Compare and Contrast of Quindlen and Lutz
Upon reading and examining two essays, “Life under the chief doublespeak officer” a narrative by William Lutz and “Homeless”, a descriptive by Anna Quindlen, I firmly believe that Quindlen provides the preferred essay due to the gravity of her subject, greater personal relevance, and that her material allows the reader to sympathize with the subject matter.

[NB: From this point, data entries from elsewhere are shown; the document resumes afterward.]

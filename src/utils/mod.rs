//! Utility functions for preparing and inspecting training data

use crate::core::{Dataset, DenseVector, Sample};

/// Feature scaling utilities
pub mod scaling {
    use super::*;

    /// Feature scaling methods
    #[derive(Debug, Clone, Copy, PartialEq)]
    pub enum ScalingMethod {
        /// Min-Max scaling to [min_val, max_val] range
        MinMax { min_val: f64, max_val: f64 },
        /// Standard (Z-score) normalization: (x - mean) / std
        StandardScore,
        /// Unit scaling: x / max(|x|)
        UnitScale,
    }

    impl Default for ScalingMethod {
        fn default() -> Self {
            Self::MinMax {
                min_val: -1.0,
                max_val: 1.0,
            }
        }
    }

    /// Feature scaling statistics for a dataset, one entry per feature
    #[derive(Debug, Clone)]
    pub struct ScalingParams {
        pub method: ScalingMethod,
        pub feature_stats: Vec<FeatureStats>,
    }

    /// Statistics for a single feature
    #[derive(Debug, Clone, PartialEq)]
    pub struct FeatureStats {
        pub min: f64,
        pub max: f64,
        pub mean: f64,
        pub std: f64,
    }

    impl ScalingParams {
        /// Compute scaling parameters from training data
        pub fn fit(samples: &[Sample], method: ScalingMethod) -> Self {
            let dim = samples.first().map(|s| s.features.dim()).unwrap_or(0);
            let n = samples.len();

            let feature_stats = (0..dim)
                .map(|j| {
                    let values = samples.iter().map(|s| s.features.get(j));
                    let min = values.clone().fold(f64::INFINITY, f64::min);
                    let max = values.clone().fold(f64::NEG_INFINITY, f64::max);
                    let mean = values.clone().sum::<f64>() / n as f64;

                    // Sample standard deviation
                    let variance = if n > 1 {
                        values.map(|x| (x - mean).powi(2)).sum::<f64>() / (n - 1) as f64
                    } else {
                        0.0
                    };

                    FeatureStats {
                        min,
                        max,
                        mean,
                        std: variance.sqrt(),
                    }
                })
                .collect();

            Self {
                method,
                feature_stats,
            }
        }

        /// Transform a single feature vector using fitted parameters.
        /// Components beyond the fitted dimensionality are kept unchanged.
        pub fn transform(&self, features: &DenseVector) -> DenseVector {
            features
                .as_slice()
                .iter()
                .enumerate()
                .map(|(j, &value)| match self.feature_stats.get(j) {
                    Some(stats) => self.scale_value(value, stats),
                    None => value,
                })
                .collect::<Vec<_>>()
                .into()
        }

        /// Transform a single sample using fitted parameters
        pub fn transform_sample(&self, sample: &Sample) -> Sample {
            Sample::new(self.transform(&sample.features), sample.label)
        }

        /// Transform multiple samples
        pub fn transform_samples(&self, samples: &[Sample]) -> Vec<Sample> {
            samples
                .iter()
                .map(|sample| self.transform_sample(sample))
                .collect()
        }

        /// Scale a single value using the appropriate method
        fn scale_value(&self, value: f64, stats: &FeatureStats) -> f64 {
            match self.method {
                ScalingMethod::MinMax { min_val, max_val } => {
                    if (stats.max - stats.min).abs() < 1e-12 {
                        // Constant feature
                        (min_val + max_val) / 2.0
                    } else {
                        let normalized = (value - stats.min) / (stats.max - stats.min);
                        min_val + normalized * (max_val - min_val)
                    }
                }
                ScalingMethod::StandardScore => {
                    if stats.std < 1e-12 {
                        0.0
                    } else {
                        (value - stats.mean) / stats.std
                    }
                }
                ScalingMethod::UnitScale => {
                    let max_abs = stats.max.abs().max(stats.min.abs());
                    if max_abs < 1e-12 {
                        0.0
                    } else {
                        value / max_abs
                    }
                }
            }
        }
    }

    /// Convenience function: fit and transform in one step
    pub fn fit_transform(
        samples: &[Sample],
        method: ScalingMethod,
    ) -> (Vec<Sample>, ScalingParams) {
        let params = ScalingParams::fit(samples, method);
        let transformed = params.transform_samples(samples);
        (transformed, params)
    }
}

/// Validation and preprocessing utilities
pub mod validation {
    use super::*;

    /// Validate that every label is a class index below `dataset.n_classes()`
    pub fn validate_labels<D: Dataset>(dataset: &D) -> Result<(), String> {
        let n_classes = dataset.n_classes();
        for (i, &label) in dataset.get_labels().iter().enumerate() {
            if label >= n_classes {
                return Err(format!(
                    "Invalid label {label} at index {i}: labels must be below {n_classes}"
                ));
            }
        }
        Ok(())
    }

    /// Check how evenly samples are spread over classes.
    ///
    /// Returns the per-class counts and the ratio of the largest to the
    /// smallest count (infinite when a class has no samples).
    pub fn check_class_balance<D: Dataset>(dataset: &D) -> (Vec<usize>, f64) {
        let counts = stats::class_counts(&dataset.get_labels(), dataset.n_classes());
        let largest = counts.iter().copied().max().unwrap_or(0);
        let smallest = counts.iter().copied().min().unwrap_or(0);
        let ratio = if smallest == 0 {
            f64::INFINITY
        } else {
            largest as f64 / smallest as f64
        };
        (counts, ratio)
    }

    /// Check that every feature value is finite
    pub fn validate_finite_features(samples: &[Sample]) -> Result<(), String> {
        for (i, sample) in samples.iter().enumerate() {
            if let Some(j) = sample.features.as_slice().iter().position(|v| !v.is_finite()) {
                return Err(format!("Non-finite value at sample {i}, feature {j}"));
            }
        }
        Ok(())
    }
}

/// Statistical utilities for datasets
pub mod stats {
    use super::*;

    /// Number of samples carrying each label in `0..n_classes`
    pub fn class_counts(labels: &[usize], n_classes: usize) -> Vec<usize> {
        let mut counts = vec![0; n_classes];
        for &label in labels {
            if let Some(count) = counts.get_mut(label) {
                *count += 1;
            }
        }
        counts
    }

    /// Mean feature vector of one class, or `None` if the class has no samples
    pub fn class_mean(samples: &[Sample], class: usize) -> Option<DenseVector> {
        let members: Vec<&Sample> = samples.iter().filter(|s| s.label == class).collect();
        let dim = members.first()?.features.dim();

        let mut sums = vec![0.0; dim];
        for sample in &members {
            for (sum, &value) in sums.iter_mut().zip(sample.features.as_slice()) {
                *sum += value;
            }
        }
        let n = members.len() as f64;
        Some(sums.into_iter().map(|s| s / n).collect::<Vec<_>>().into())
    }

    /// Mean feature vector of every class in `0..n_classes`
    pub fn class_means(samples: &[Sample], n_classes: usize) -> Vec<Option<DenseVector>> {
        (0..n_classes).map(|k| class_mean(samples, k)).collect()
    }
}

#[cfg(test)]
mod tests {
    use super::*;
    use crate::data::{InMemoryDataset, IrisDataset};

    fn sample(values: &[f64], label: usize) -> Sample {
        Sample::new(DenseVector::new(values.to_vec()), label)
    }

    #[test]
    fn test_validate_labels() {
        let dataset =
            InMemoryDataset::new(vec![sample(&[1.0], 0), sample(&[2.0], 1)], 2).unwrap();
        assert!(validation::validate_labels(&dataset).is_ok());
    }

    #[test]
    fn test_validate_labels_invalid() {
        // Hand-rolled dataset so the bad label is not rejected on construction
        struct MockDataset {
            samples: Vec<Sample>,
        }

        impl Dataset for MockDataset {
            fn len(&self) -> usize {
                self.samples.len()
            }
            fn dim(&self) -> usize {
                1
            }
            fn n_classes(&self) -> usize {
                2
            }
            fn get_sample(&self, i: usize) -> Sample {
                self.samples[i].clone()
            }
            fn get_labels(&self) -> Vec<usize> {
                self.samples.iter().map(|s| s.label).collect()
            }
        }

        let dataset = MockDataset {
            samples: vec![sample(&[1.0], 1), sample(&[2.0], 5)],
        };
        let error_msg = validation::validate_labels(&dataset).unwrap_err();
        assert!(error_msg.contains("Invalid label 5 at index 1"));
    }

    #[test]
    fn test_check_class_balance() {
        let (counts, ratio) = validation::check_class_balance(&IrisDataset::load());
        assert_eq!(counts, vec![50, 50, 50]);
        assert_eq!(ratio, 1.0);

        let skewed = InMemoryDataset::new(
            vec![sample(&[1.0], 0), sample(&[2.0], 0), sample(&[3.0], 1)],
            3,
        )
        .unwrap();
        let (counts, ratio) = validation::check_class_balance(&skewed);
        assert_eq!(counts, vec![2, 1, 0]);
        assert!(ratio.is_infinite());
    }

    #[test]
    fn test_validate_finite_features() {
        assert!(validation::validate_finite_features(&[sample(&[1.0, 2.0], 0)]).is_ok());
        let err = validation::validate_finite_features(&[
            sample(&[1.0, 2.0], 0),
            sample(&[1.0, f64::NAN], 0),
        ])
        .unwrap_err();
        assert!(err.contains("sample 1, feature 1"));
    }

    #[test]
    fn test_class_counts_ignores_out_of_range() {
        assert_eq!(stats::class_counts(&[0, 2, 2, 7], 3), vec![1, 0, 2]);
    }

    #[test]
    fn test_class_means() {
        let samples = vec![
            sample(&[1.0, 10.0], 0),
            sample(&[3.0, 20.0], 0),
            sample(&[5.0, 5.0], 1),
        ];
        let means = stats::class_means(&samples, 3);
        assert_eq!(means[0].as_ref().unwrap().as_slice(), &[2.0, 15.0]);
        assert_eq!(means[1].as_ref().unwrap().as_slice(), &[5.0, 5.0]);
        assert!(means[2].is_none());
    }

    #[test]
    fn test_scaling_minmax() {
        use crate::utils::scaling::{ScalingMethod, ScalingParams};

        let samples = vec![
            sample(&[1.0, 10.0], 0),
            sample(&[3.0, 20.0], 1),
            sample(&[5.0, 30.0], 0),
        ];

        let params = ScalingParams::fit(
            &samples,
            ScalingMethod::MinMax {
                min_val: 0.0,
                max_val: 1.0,
            },
        );
        let transformed = params.transform_samples(&samples);

        // Feature 0: min=1, max=5; feature 1: min=10, max=30
        assert!((transformed[0].features.get(0) - 0.0).abs() < 1e-10);
        assert!((transformed[0].features.get(1) - 0.0).abs() < 1e-10);
        assert!((transformed[1].features.get(0) - 0.5).abs() < 1e-10);
        assert!((transformed[2].features.get(0) - 1.0).abs() < 1e-10);
        assert!((transformed[2].features.get(1) - 1.0).abs() < 1e-10);
        assert_eq!(transformed[1].label, 1);
    }

    #[test]
    fn test_scaling_standard_score() {
        use crate::utils::scaling::{ScalingMethod, ScalingParams};

        let samples = vec![sample(&[1.0], 0), sample(&[3.0], 1), sample(&[5.0], 0)];

        let params = ScalingParams::fit(&samples, ScalingMethod::StandardScore);
        let transformed = params.transform_samples(&samples);

        // Mean should be 3.0, std should be 2.0
        assert!((transformed[0].features.get(0) - (-1.0)).abs() < 1e-10);
        assert!(transformed[1].features.get(0).abs() < 1e-10);
        assert!((transformed[2].features.get(0) - 1.0).abs() < 1e-10);
    }

    #[test]
    fn test_scaling_unit_scale() {
        use crate::utils::scaling::{ScalingMethod, ScalingParams};

        let samples = vec![sample(&[-4.0], 0), sample(&[2.0], 1), sample(&[8.0], 0)];

        let params = ScalingParams::fit(&samples, ScalingMethod::UnitScale);
        let transformed = params.transform_samples(&samples);

        // Max absolute value is 8.0
        assert!((transformed[0].features.get(0) - (-0.5)).abs() < 1e-10);
        assert!((transformed[1].features.get(0) - 0.25).abs() < 1e-10);
        assert!((transformed[2].features.get(0) - 1.0).abs() < 1e-10);
    }

    #[test]
    fn test_scaling_constant_feature() {
        use crate::utils::scaling::{ScalingMethod, ScalingParams};

        let samples = vec![sample(&[5.0], 0), sample(&[5.0], 1), sample(&[5.0], 0)];

        let params = ScalingParams::fit(&samples, ScalingMethod::default());
        for s in params.transform_samples(&samples) {
            // Midpoint of [-1, 1]
            assert!(s.features.get(0).abs() < 1e-10);
        }

        let params_std = ScalingParams::fit(&samples, ScalingMethod::StandardScore);
        for s in params_std.transform_samples(&samples) {
            assert_eq!(s.features.get(0), 0.0);
        }
    }

    #[test]
    fn test_transform_unseen_query() {
        use crate::utils::scaling::{fit_transform, ScalingMethod};

        let samples = vec![sample(&[1.0, 2.0], 0), sample(&[5.0, 4.0], 1)];
        let (transformed, params) = fit_transform(&samples, ScalingMethod::StandardScore);

        assert_eq!(transformed.len(), 2);
        assert_eq!(params.feature_stats.len(), 2);

        // Extra trailing components pass through untouched
        let query = params.transform(&DenseVector::from([3.0, 3.0, 9.0]));
        assert!(query.get(0).abs() < 1e-10);
        assert!(query.get(1).abs() < 1e-10);
        assert_eq!(query.get(2), 9.0);
    }
}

William Lutz’s essay addresses the growing trend in Corporate America to disguise actions with words and or phrases that mask the intention of the company. In Lutz’s essay he says,” With doublespeak, banks don't have "bad loans" or "bad debts"; they have "nonperforming assets" or "nonperforming credits" which are "rolled over" or "rescheduled." Corporations never lose money; they just experience "negative cash flow," "deficit enhancement," "net profit revenue deficiencies," or "negative contributions to profits." (Lutz, n.d.) Lutz’s point is well taken, however the cynicism detected removes any sincere attempt to gain sympathy from the reader. Quindlen, however, addresses a heavy topic that deserves more than just a passing read, and that is being homeless. Immediately into the essay, Quindlen introduces the reader to Ann, a vagrant that has been “passing through” for two weeks. In their conversation, Ann produces a photograph from which Quindlen says this, “They were not pictures of family, or friends, or even a dog or cat, its eyes brown-red in the flashbulb's light. They were pictures of a house. It was like a thousand houses in a hundred towns, not suburb, not city, but somewhere in between, with aluminum siding and a chain-link fence, a narrow driveway running up to a one-car garage, and a patch of backyard. The house was yellow. I looked on the back for a date or a name, but neither was there. There was no need for discussion. I knew what she was trying to tell me; for it was something I had often felt. She was not adrift, alone, anonymous, although her bags and her raincoat with the grime shadowing its creases had made me believe she was. She had a house, or at least once upon a time had had one. Inside were curtains, a couch, a stove, and potholders. You are where you live. She was somebody.” (Quindlen, n.d.) Immediately, as a reader, I felt the emotional weight and connected to Quindlen and her homeless friend Ann. Quindlen’s description of the photograph allowed me feel as if I had lost something, even though there was no physical connection.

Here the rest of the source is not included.